Wherein, P (w_i|t_j) it is word w_iIn theme t_jOn distribution, P (t_j| d) it is theme t_jDistribution on document d, N are language materials Without dittograph sum in storehouse, K is number of topics, i=1 ..., N, j=1 ..., K.

4. a kind of subject key words extracting method based on descriptor vector sum network structure as described in claim 1, special Sign is, in the term vector generating process, is obtained using the word segmentation result of title and the mixing text of content as input every The term vector of a word represents the process of model.

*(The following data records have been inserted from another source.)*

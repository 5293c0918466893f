//! Binary layout of a single crash record.
//!
//! A record occupies [`RECORD_SIZE`] bytes on flash:
//!
//! | bytes  | content                                        |
//! |--------|------------------------------------------------|
//! | 0..19  | build version, truncated and zero-padded       |
//! | 19     | layout tag, [`RECORD_LAYOUT`]                  |
//! | 20..24 | crash tick, u32 little-endian                  |
//!
//! The layout tag sits where a C compiler would put the alignment padding between a 19-byte
//! string and a `u32`. Bump it whenever the shape changes: records with a different tag are
//! treated as coming from a different build.

use core::fmt;

use crate::error::Error;

/// Capacity of the build version field.
pub const BUILD_VERSION_LEN: usize = 19;
/// Size of one encoded record.
pub const RECORD_SIZE: usize = 24;
/// Current record layout.
pub const RECORD_LAYOUT: u8 = 1;
/// Value of every byte of erased flash.
pub const ERASED_BYTE: u8 = 0xFF;

const LAYOUT_OFFSET: usize = BUILD_VERSION_LEN;
const TICK_OFFSET: usize = LAYOUT_OFFSET + 1;

pub type RawRecord = [u8; RECORD_SIZE];

/// Build identifier as stored on flash, compared byte-for-byte.
#[derive(Clone, Copy, PartialEq, Eq)]
pub struct BuildVersion([u8; BUILD_VERSION_LEN]);

impl BuildVersion {
    /// Truncates `build` to [`BUILD_VERSION_LEN`] bytes, padding the rest with zeros.
    pub fn new(build: &str) -> Self {
        let mut bytes = [0; BUILD_VERSION_LEN];
        let len = build.len().min(BUILD_VERSION_LEN);
        bytes[..len].copy_from_slice(&build.as_bytes()[..len]);
        Self(bytes)
    }

    pub fn as_bytes(&self) -> &[u8; BUILD_VERSION_LEN] {
        &self.0
    }

    /// Text up to the first zero byte, or `"<invalid>"` for a garbled field.
    pub fn as_str(&self) -> &str {
        let end = self.0.iter().position(|b| *b == 0).unwrap_or(BUILD_VERSION_LEN);
        core::str::from_utf8(&self.0[..end]).unwrap_or("<invalid>")
    }
}

impl fmt::Display for BuildVersion {
    fn fmt(&self, f: &mut fmt::Formatter<'_>) -> fmt::Result {
        f.write_str(self.as_str())
    }
}

impl fmt::Debug for BuildVersion {
    fn fmt(&self, f: &mut fmt::Formatter<'_>) -> fmt::Result {
        write!(f, "BuildVersion({:?})", self.as_str())
    }
}

#[cfg(feature = "defmt")]
impl defmt::Format for BuildVersion {
    fn format(&self, f: defmt::Formatter) {
        defmt::write!(f, "{}", self.as_str())
    }
}

#[derive(Clone, Copy, Debug, PartialEq, Eq)]
#[cfg_attr(feature = "defmt", derive(defmt::Format))]
pub struct CrashRecord {
    pub build_version: BuildVersion,
    pub crash_tick: u32,
    layout: u8,
}

impl CrashRecord {
    pub fn new(build_version: BuildVersion, crash_tick: u32) -> Self {
        Self {
            build_version,
            crash_tick,
            layout: RECORD_LAYOUT,
        }
    }

    pub fn layout(&self) -> u8 {
        self.layout
    }

    /// Whether this record was written by `build` using the current layout.
    pub fn matches_build(&self, build: &BuildVersion) -> bool {
        self.layout == RECORD_LAYOUT && self.build_version == *build
    }

    pub fn encode(&self) -> RawRecord {
        let mut raw = [0; RECORD_SIZE];
        raw[..BUILD_VERSION_LEN].copy_from_slice(self.build_version.as_bytes());
        raw[LAYOUT_OFFSET] = self.layout;
        raw[TICK_OFFSET..].copy_from_slice(&self.crash_tick.to_le_bytes());
        raw
    }

    /// Decodes a record without judging its content, a half-written record decodes as well.
    pub fn decode(bytes: &[u8]) -> crate::Result<Self> {
        let raw: &RawRecord = bytes
            .get(..RECORD_SIZE)
            .and_then(|raw| raw.try_into().ok())
            .ok_or(Error::BufferTooSmallError)?;

        let mut build_version = [0; BUILD_VERSION_LEN];
        build_version.copy_from_slice(&raw[..BUILD_VERSION_LEN]);
        let mut tick = [0; 4];
        tick.copy_from_slice(&raw[TICK_OFFSET..]);
        Ok(Self {
            build_version: BuildVersion(build_version),
            crash_tick: u32::from_le_bytes(tick),
            layout: raw[LAYOUT_OFFSET],
        })
    }
}

/// An erased slot reads back as [`ERASED_BYTE`] everywhere.
pub fn is_erased(bytes: &[u8]) -> bool {
    bytes.iter().all(|b| *b == ERASED_BYTE)
}

#[cfg(test)]
mod test_record {
    use super::*;

    #[test]
    fn test_build_version_truncation() {
        let build = BuildVersion::new("2024-12-24 10:48:23 extra");
        assert_eq!(build.as_str(), "2024-12-24 10:48:23");
        assert_eq!(build, BuildVersion::new("2024-12-24 10:48:23"));

        let short = BuildVersion::new("v1");
        assert_eq!(&short.as_bytes()[..3], b"v1\0");
        assert_eq!(short.as_str(), "v1");
    }

    #[test]
    fn test_record_layout() {
        let record = CrashRecord::new(BuildVersion::new("v1"), 0x0403_0201);
        let raw = record.encode();
        assert_eq!(&raw[..2], b"v1");
        assert!(raw[2..BUILD_VERSION_LEN].iter().all(|b| *b == 0));
        assert_eq!(raw[19], RECORD_LAYOUT);
        assert_eq!(&raw[20..], &[1, 2, 3, 4]);
        assert!(!is_erased(&raw));
    }

    #[test]
    fn test_decode() -> crate::Result<()> {
        let record = CrashRecord::new(BuildVersion::new("2024-12-24 10:48:23"), u32::MAX);
        let decoded = CrashRecord::decode(&record.encode())?;
        assert_eq!(decoded, record);
        assert!(decoded.matches_build(&BuildVersion::new("2024-12-24 10:48:23")));

        assert_eq!(
            CrashRecord::decode(&[0; RECORD_SIZE - 1]).unwrap_err(),
            Error::BufferTooSmallError
        );
        Ok(())
    }

    #[test]
    fn test_torn_record() -> crate::Result<()> {
        // Power lost after the first half-word hit the flash
        let mut raw = [ERASED_BYTE; RECORD_SIZE];
        raw[..2].copy_from_slice(b"v1");
        assert!(!is_erased(&raw));

        let torn = CrashRecord::decode(&raw)?;
        assert_eq!(torn.layout(), ERASED_BYTE);
        assert_eq!(torn.build_version.as_str(), "<invalid>");
        assert!(!torn.matches_build(&BuildVersion::new("v1")));
        Ok(())
    }
}
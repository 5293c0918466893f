#![no_std]
#![no_main]

use defmt::info;
use embassy_executor::Spawner;
use embassy_time::Timer;
use otaguard_common::config::{DEFAULT_CRASH_WINDOW_MS, DEFAULT_MAX_CRASHES};
use otaguard_nrf52840::{self as _, guard};

const BUILD_INFO: &str = env!("OTAGUARD_BUILD_INFO");

#[embassy_executor::main]
async fn main(_spawner: Spawner) {
    let p = embassy_nrf::init(Default::default());
    guard::init(p.NVMC, BUILD_INFO, DEFAULT_MAX_CRASHES, DEFAULT_CRASH_WINDOW_MS);

    #[cfg(feature = "crash-loop-demo")]
    {
        Timer::after_millis(100).await;
        panic!("Crash loop demo");
    }

    #[allow(unreachable_code)]
    loop {
        Timer::after_secs(60).await;
        info!("Build {} still running", BUILD_INFO);
    }
}
use embedded_storage::nor_flash::NorFlash;

use crate::error::Error;
use crate::record::RECORD_SIZE;

/// Raw access to the flash region holding the crash records.
///
/// Knows the geometry of the region (base offset and number of record slots), nothing about
/// what the records mean.
pub struct FlashRecordStore<F> {
    flash: F,
    base: u32,
    slots: u8,
}

impl<F: NorFlash> FlashRecordStore<F> {
    pub fn new(flash: F, base: u32, slots: u8) -> Self {
        Self { flash, base, slots }
    }

    pub fn slots(&self) -> u8 {
        self.slots
    }

    /// Absolute flash offset of the given slot.
    pub fn slot_offset(&self, slot: u8) -> u32 {
        self.base + u32::from(slot) * RECORD_SIZE as u32
    }

    pub fn region_len(&self) -> u32 {
        u32::from(self.slots) * RECORD_SIZE as u32
    }

    /// Fills the whole of `buffer`, a failed read is never partial.
    pub fn read(&mut self, offset: u32, buffer: &mut [u8]) -> crate::Result<()> {
        self.flash.read(offset, buffer).map_err(|_| Error::FlashError)
    }

    pub fn write(&mut self, offset: u32, bytes: &[u8]) -> crate::Result<()> {
        self.flash.write(offset, bytes).map_err(|_| Error::FlashError)
    }

    /// Erases every sector overlapped by the region.
    pub fn erase_region(&mut self) -> crate::Result<()> {
        let erase_size = F::ERASE_SIZE as u32;
        let end = self.base + self.region_len().div_ceil(erase_size) * erase_size;
        self.flash.erase(self.base, end).map_err(|_| Error::FlashError)
    }

    pub fn flash(&self) -> &F {
        &self.flash
    }
}

#[cfg(feature = "std")]
#[cfg(test)]
mod test {
    use super::*;
    use crate::fake::FakeFlash;
    use crate::record::{BuildVersion, CrashRecord, ERASED_BYTE};

    #[test]
    fn test_record_round_trip() -> crate::Result<()> {
        let flash = FakeFlash::new(8192);
        let mut store = FlashRecordStore::new(flash.clone(), 4096, 10);
        let record = CrashRecord::new(BuildVersion::new("2024-12-24 10:48:23"), 1234);

        store.write(store.slot_offset(3), &record.encode())?;
        let mut raw = [0; RECORD_SIZE];
        store.read(store.slot_offset(3), &mut raw)?;
        let read_back = CrashRecord::decode(&raw)?;
        assert_eq!(read_back.build_version, record.build_version);
        assert_eq!(read_back.crash_tick, 1234);
        assert_eq!(flash.bytes(4096 + 3 * 24, 2), b"20");
        Ok(())
    }

    #[test]
    fn test_erase_region() -> crate::Result<()> {
        let flash = FakeFlash::new(8192);
        let mut store = FlashRecordStore::new(flash.clone(), 4096, 10);
        store.write(store.slot_offset(9), &[0; RECORD_SIZE])?;
        store.erase_region()?;
        assert!(flash.bytes(4096, 4096).iter().all(|b| *b == ERASED_BYTE));
        assert_eq!(flash.erase_count(), 1);
        Ok(())
    }

    #[test]
    fn test_misaligned_region() {
        let mut store = FlashRecordStore::new(FakeFlash::new(8192), 24, 10);
        assert_eq!(store.erase_region().unwrap_err(), Error::FlashError);
    }

    #[test]
    fn test_flash_failures() {
        let flash = FakeFlash::new(8192);
        let mut store = FlashRecordStore::new(flash.clone(), 0, 10);
        flash.fail_reads(true);
        let mut raw = [0; RECORD_SIZE];
        assert_eq!(store.read(0, &mut raw).unwrap_err(), Error::FlashError);
        flash.fail_writes(true);
        assert_eq!(store.write(0, &raw).unwrap_err(), Error::FlashError);
    }
}
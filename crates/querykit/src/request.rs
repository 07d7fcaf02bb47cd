//! Untrusted query descriptions.
//!
//! [`QueryRequest`] is the JSON front door: a structured description of a
//! SELECT (fields, joins, filters, grouping, ordering, paging) arriving from
//! callers that must not be trusted with raw SQL. Lowering into a
//! [`QueryBuilder`] applies all identifier and operator validation; values
//! only ever reach the statement through parameters.
//!
//! Join conditions remain raw SQL and are therefore still trusted input —
//! a service accepting requests from end users must fill them from internal
//! templates, never from the request itself.

use crate::builder::{BuiltQuery, Direction, JoinKind, QueryBuilder};
use crate::condition::WhereCondition;
use crate::error::{QueryError, QueryResult};
use serde::Deserialize;

/// A join entry inside a [`QueryRequest`].
#[derive(Debug, Clone, PartialEq, Deserialize)]
pub struct JoinRequest {
    pub table: String,
    /// Raw ON condition (trusted).
    pub condition: String,
    #[serde(default)]
    pub kind: JoinKind,
}

/// Ordering entry inside a [`QueryRequest`].
#[derive(Debug, Clone, PartialEq, Deserialize)]
pub struct OrderByRequest {
    pub field: String,
    #[serde(default)]
    pub direction: Direction,
}

/// Structured description of a SELECT query.
///
/// Keys are `camelCase` on the wire (`groupBy`, `orderBy`, ...).
#[derive(Debug, Clone, PartialEq, Deserialize)]
#[serde(rename_all = "camelCase")]
pub struct QueryRequest {
    pub select: Vec<String>,
    pub from: String,
    #[serde(default)]
    pub joins: Vec<JoinRequest>,
    #[serde(default, rename = "where")]
    pub where_conditions: Vec<WhereCondition>,
    #[serde(default)]
    pub group_by: Vec<String>,
    #[serde(default)]
    pub having: Vec<WhereCondition>,
    #[serde(default)]
    pub order_by: Option<OrderByRequest>,
    #[serde(default)]
    pub limit: Option<i64>,
    #[serde(default)]
    pub offset: Option<i64>,
}

impl QueryRequest {
    /// Parse a request from a JSON document.
    pub fn from_json(json: &str) -> QueryResult<Self> {
        serde_json::from_str(json).map_err(|e| QueryError::MalformedRequest(e.to_string()))
    }

    /// Lower into a [`QueryBuilder`].
    ///
    /// Validation errors are recorded in the builder and surface from
    /// `build()`, matching the fluent API.
    pub fn into_builder(self) -> QueryBuilder {
        let mut qb = QueryBuilder::new()
            .select_fields(self.select)
            .from(&self.from);
        for join in &self.joins {
            qb = qb.join(&join.table, &join.condition, join.kind);
        }
        qb = qb.where_conds(self.where_conditions);
        qb = qb.group_by_fields(&self.group_by);
        qb = qb.having_conds(self.having);
        if let Some(order) = &self.order_by {
            qb = qb.order_by(&order.field, order.direction);
        }
        if let Some(n) = self.limit {
            qb = qb.limit(n);
        }
        if let Some(n) = self.offset {
            qb = qb.offset(n);
        }
        qb
    }

    /// Lower and build in one step.
    pub fn build(self) -> QueryResult<BuiltQuery> {
        self.into_builder().build()
    }
}
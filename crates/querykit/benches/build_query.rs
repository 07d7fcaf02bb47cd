use criterion::{BenchmarkId, Criterion, black_box, criterion_group, criterion_main};
use querykit::{CondOp, QueryBuilder, WhereCondition};

/// Builder with `n` equality conditions:
/// SELECT * FROM events WHERE col0 = $1 AND col1 = $2 ...
fn builder_with_conditions(n: usize) -> QueryBuilder {
    let mut qb = QueryBuilder::new().select("*").from("events");
    for i in 0..n {
        qb = qb.where_cond(WhereCondition::new(format!("col{i}"), CondOp::Eq, i as i64));
    }
    qb
}

fn bench_build(c: &mut Criterion) {
    let mut group = c.benchmark_group("query_builder/build");

    for n in [1, 5, 10, 50, 100] {
        let qb = builder_with_conditions(n);
        group.bench_with_input(BenchmarkId::from_parameter(n), &qb, |b, qb| {
            b.iter(|| black_box(qb.build().unwrap()));
        });
    }

    group.finish();
}

fn bench_in_list(c: &mut Criterion) {
    let mut group = c.benchmark_group("query_builder/in_list");

    for n in [5, 20, 100, 500] {
        let values: Vec<i64> = (0..n).collect();
        group.bench_with_input(BenchmarkId::from_parameter(n), &values, |b, values| {
            b.iter(|| {
                let qb = QueryBuilder::new()
                    .select("*")
                    .from("events")
                    .in_list("id", values.clone());
                black_box(qb.build().unwrap());
            });
        });
    }

    group.finish();
}

criterion_group!(benches, bench_build, bench_in_list);
criterion_main!(benches);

5. a kind of subject key words extracting method based on descriptor vector sum network structure as described in claim 1, special Sign is that during the keyword network struction, construction step specifically includes：

S1：Using the cosine relation between term vector, the initial pass with being obtained in Subject Clustering step under same subject is calculated The word of keyword semantic similarity top5, duplicate removal and with keyword set KeywordsSet₁Form new keyword set KeywordsSet₂；

S2：It calculates under each theme, keyword set KeywordsSet₂In each similarity of word between any two, inverse makees For the weight between 2 points；

S4：Build the keyword network of each theme；

S5：Subject key words are extracted：After the completion of keyword network struction, calculate in each subject network PageRank value from height to Top20 low node, using its corresponding word as the keyword set KeywordsSet of the theme_final。